Sowas ist doch in keiner Weise "global"... Versuch mal das PI von jemanden so zu verstecken, ohne gleich die ganze Math-Klasse rauszuladen oder sonswas.


----------



## hdi (21. Feb 2009)

Hm okay ich sehe wir haben einfach wieder verschiedene Definitionen gelernt.
Ich meine mit lokal/global nur: Wo kann ich eine Variable innerhalb der eigenen
Klasse, im Sinne vom Quell-Code dieser Klasse, ansprechen?
Wo ist sie "bekannt", wo nicht?

Sprich: Wo kommt ein "cannot find symbol" Fehler innerhalb des Quell-Codes
der Klasse? Bei globalen (nach meiner Definition): Nirgends. Unabhängig
von jeglichen Settings wie final, public, static usw.

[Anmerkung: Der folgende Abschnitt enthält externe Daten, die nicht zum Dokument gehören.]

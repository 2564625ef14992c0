//! Display List - a sequence of drawing commands
//!
//! [CSS 2.1 Appendix E](https://www.w3.org/TR/CSS2/zindex.html)
//!
//! The display list is the output of the painting phase. Commands are kept
//! in document order, so later commands paint over earlier ones and hit
//! testing scans from the back.

use kestrel_dom::NodeId;
use serde::Serialize;

use crate::layout::{CHAR_WIDTH_RATIO, Rect, TEXT_CULL_SLACK_LINES};
use crate::values::Color;

/// The visible part of the page, in CSS pixels.
#[derive(Debug, Clone, Copy, PartialEq, Serialize)]
pub struct Viewport {
    /// Visible width; also the layout width.
    pub width: f32,
    /// Visible height.
    pub height: f32,
    /// How far the page is scrolled down.
    pub scroll_y: f32,
}

impl Viewport {
    /// A viewport scrolled to the top.
    #[must_use]
    pub const fn new(width: f32, height: f32) -> Self {
        Self {
            width,
            height,
            scroll_y: 0.0,
        }
    }

    /// The same viewport scrolled to `scroll_y`.
    #[must_use]
    pub const fn with_scroll(mut self, scroll_y: f32) -> Self {
        self.scroll_y = scroll_y;
        self
    }
}

impl Default for Viewport {
    fn default() -> Self {
        Self::new(1200.0, 800.0)
    }
}

/// A single drawing command.
///
/// [CSS 2.1 Appendix E.2 Painting order](https://www.w3.org/TR/CSS2/zindex.html#painting-order)
///
/// Every command remembers the node it was painted for; the reference is
/// only an index and says nothing about whether the node still exists.
#[derive(Debug, Clone, PartialEq, Serialize)]
#[serde(tag = "type")]
pub enum PaintCommand {
    /// Draw one line of text with its top-left corner at `(x, y)`.
    Text {
        /// X coordinate of the text origin.
        x: f32,
        /// Y coordinate of the top of the line.
        y: f32,
        /// The text content to draw.
        text: String,
        /// Font size in pixels.
        font_size: f32,
        /// Text color.
        color: Color,
        /// The node the text came from.
        node: Option<NodeId>,
    },
    /// Fill a rectangle with a solid color.
    Rect {
        /// Area to fill.
        rect: Rect,
        /// Fill color.
        color: Color,
        /// The element whose background this is.
        node: Option<NodeId>,
    },
    /// Stroke a straight line.
    Line {
        /// Start X.
        x1: f32,
        /// Start Y.
        y1: f32,
        /// End X.
        x2: f32,
        /// End Y.
        y2: f32,
        /// Stroke width.
        width: f32,
        /// Stroke color.
        color: Color,
        /// The node the line decorates.
        node: Option<NodeId>,
    },
}

impl PaintCommand {
    /// The area this command covers in document coordinates. Text is
    /// measured with the fixed character-width approximation.
    #[must_use]
    pub fn bounds(&self) -> Rect {
        match self {
            Self::Text {
                x,
                y,
                text,
                font_size,
                ..
            } => Rect::new(
                *x,
                *y,
                text.chars().count() as f32 * font_size * CHAR_WIDTH_RATIO,
                *font_size,
            ),
            Self::Rect { rect, .. } => *rect,
            Self::Line {
                x1,
                y1,
                x2,
                y2,
                width,
                ..
            } => {
                let half = width / 2.0;
                let (left, right) = (x1.min(*x2), x1.max(*x2));
                let (top, bottom) = (y1.min(*y2), y1.max(*y2));
                Rect::new(
                    left - half,
                    top - half,
                    right - left + width,
                    bottom - top + width,
                )
            }
        }
    }

    /// The node this command was painted for.
    #[must_use]
    pub const fn node(&self) -> Option<NodeId> {
        match self {
            Self::Text { node, .. } | Self::Rect { node, .. } | Self::Line { node, .. } => *node,
        }
    }

    /// Vertical slack added around the viewport before culling. Text gets
    /// a couple of lines so it does not pop in while scrolling.
    #[must_use]
    pub fn cull_slack(&self) -> f32 {
        match self {
            Self::Text { font_size, .. } => TEXT_CULL_SLACK_LINES * font_size,
            Self::Rect { .. } | Self::Line { .. } => 0.0,
        }
    }
}

/// A list of drawing commands in painting order, plus the total height of
/// the document they were painted from.
#[derive(Debug, Clone, Default, PartialEq, Serialize)]
pub struct DisplayList {
    commands: Vec<PaintCommand>,
    height: f32,
}

impl DisplayList {
    /// Create an empty display list.
    #[must_use]
    pub const fn new() -> Self {
        Self {
            commands: Vec::new(),
            height: 0.0,
        }
    }

    /// Add a command to the display list.
    pub fn push(&mut self, command: PaintCommand) {
        self.commands.push(command);
    }

    /// Add `command` only if its scroll-adjusted bounds intersect the
    /// viewport grown by the command's slack. Returns whether it was added.
    pub fn push_culled(&mut self, command: PaintCommand, viewport: &Viewport) -> bool {
        let slack = command.cull_slack();
        let visible = Rect::new(
            0.0,
            -slack,
            viewport.width,
            viewport.height + 2.0 * slack,
        );
        let on_screen = command
            .bounds()
            .translate(0.0, -viewport.scroll_y)
            .intersects(&visible);
        if on_screen {
            self.push(command);
        }
        on_screen
    }

    /// Get the commands in painting order.
    #[must_use]
    pub fn commands(&self) -> &[PaintCommand] {
        &self.commands
    }

    /// Get the number of commands.
    #[must_use]
    pub const fn len(&self) -> usize {
        self.commands.len()
    }

    /// Check if the display list is empty.
    #[must_use]
    pub const fn is_empty(&self) -> bool {
        self.commands.is_empty()
    }

    /// Total height of the laid-out document, culled content included.
    #[must_use]
    pub const fn height(&self) -> f32 {
        self.height
    }

    /// Record the total document height.
    pub const fn set_height(&mut self, height: f32) {
        self.height = height;
    }

    /// The node under viewport point `(x, y)` when the page is scrolled to
    /// `scroll_y`. The topmost (last painted) command containing the point
    /// wins.
    #[must_use]
    pub fn find_element_at(&self, x: f32, y: f32, scroll_y: f32) -> Option<NodeId> {
        self.commands
            .iter()
            .rev()
            .find(|command| command.bounds().translate(0.0, -scroll_y).contains(x, y))
            .and_then(PaintCommand::node)
    }
}

#[cfg(test)]
mod tests {
    use super::*;

    fn rect_cmd(y: f32, node: usize) -> PaintCommand {
        PaintCommand::Rect {
            rect: Rect::new(0.0, y, 100.0, 50.0),
            color: Color::BLACK,
            node: Some(NodeId(node)),
        }
    }

    #[test]
    fn test_line_bounds_inflated_by_width() {
        let line = PaintCommand::Line {
            x1: 10.0,
            y1: 20.0,
            x2: 30.0,
            y2: 20.0,
            width: 2.0,
            color: Color::BLACK,
            node: None,
        };
        assert_eq!(line.bounds(), Rect::new(9.0, 19.0, 22.0, 2.0));
    }

    #[test]
    fn test_push_culled_respects_scroll() {
        let viewport = Viewport::new(800.0, 600.0).with_scroll(1000.0);
        let mut list = DisplayList::new();
        assert!(!list.push_culled(rect_cmd(0.0, 1), &viewport));
        assert!(list.push_culled(rect_cmd(1100.0, 2), &viewport));
        assert_eq!(list.len(), 1);
    }

    #[test]
    fn test_text_slack_keeps_nearby_lines() {
        let viewport = Viewport::new(800.0, 600.0);
        let mut list = DisplayList::new();
        let text = |y: f32| PaintCommand::Text {
            x: 0.0,
            y,
            text: "hi".to_string(),
            font_size: 10.0,
            color: Color::BLACK,
            node: None,
        };
        assert!(list.push_culled(text(615.0), &viewport));
        assert!(!list.push_culled(text(625.0), &viewport));
    }

    #[test]
    fn test_find_element_at_scroll_adjusted() {
        let mut list = DisplayList::new();
        list.push(rect_cmd(100.0, 7));
        assert_eq!(list.find_element_at(10.0, 10.0, 100.0), Some(NodeId(7)));
        assert_eq!(list.find_element_at(10.0, 10.0, 0.0), None);
    }
}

Bei lokalen: Überall, wo es ausserhalb der {} im Quell-Code ist.

Was nun wieder die "richtigen" Definitionen sind? Hm.. ich erhebe keinen
Anspruch drauf, dass meine richtig sind. Es ist nur so wie ich es kenne,
das sage ich halt wenn man mich fragt: Was ist der Unterschied zwischen
lokalen/globalen Variablen?
Und das, was ich gesagt habe, will zB die Uni hören, und bringt einem die Uni
bei.


----------



## 0x7F800000 (21. Feb 2009)

hdi hat gesagt.:


> Hm okay ich sehe wir haben einfach wieder verschiedene Definitionen gelernt.
> Ich meine mit lokal/global nur: Wo kann ich eine Variable innerhalb der eigenen
> Klasse, im Sinne vom Quell-Code dieser Klasse, ansprechen?
> Wo ist sie "bekannt", wo nicht?
> ...


Okay. Das wäre doch auch mal eine imho zwar etwas unübliche, aber sinnvolle Definition.

Ich verstehe unter einer "globalen Variable" eine Variable, die überall aus jeder Stelle im Code erreichbar ist, unabhängig von irgendwelchen Klassen oder Methoden (aber zwangsläufig immer anhängig von imports...). Das trifft auf Membervariablen natürlich fast nirgends zu, deswegen hat's in meine Definition nicht gepasst.


----------



## babuschka (21. Feb 2009)

Was nun?  bin durcheinander gekommen

Globale Variable: werden außerhalb einer Methode definiert und stehen im ganzen Programm für alle Blöcke zur Verfügung.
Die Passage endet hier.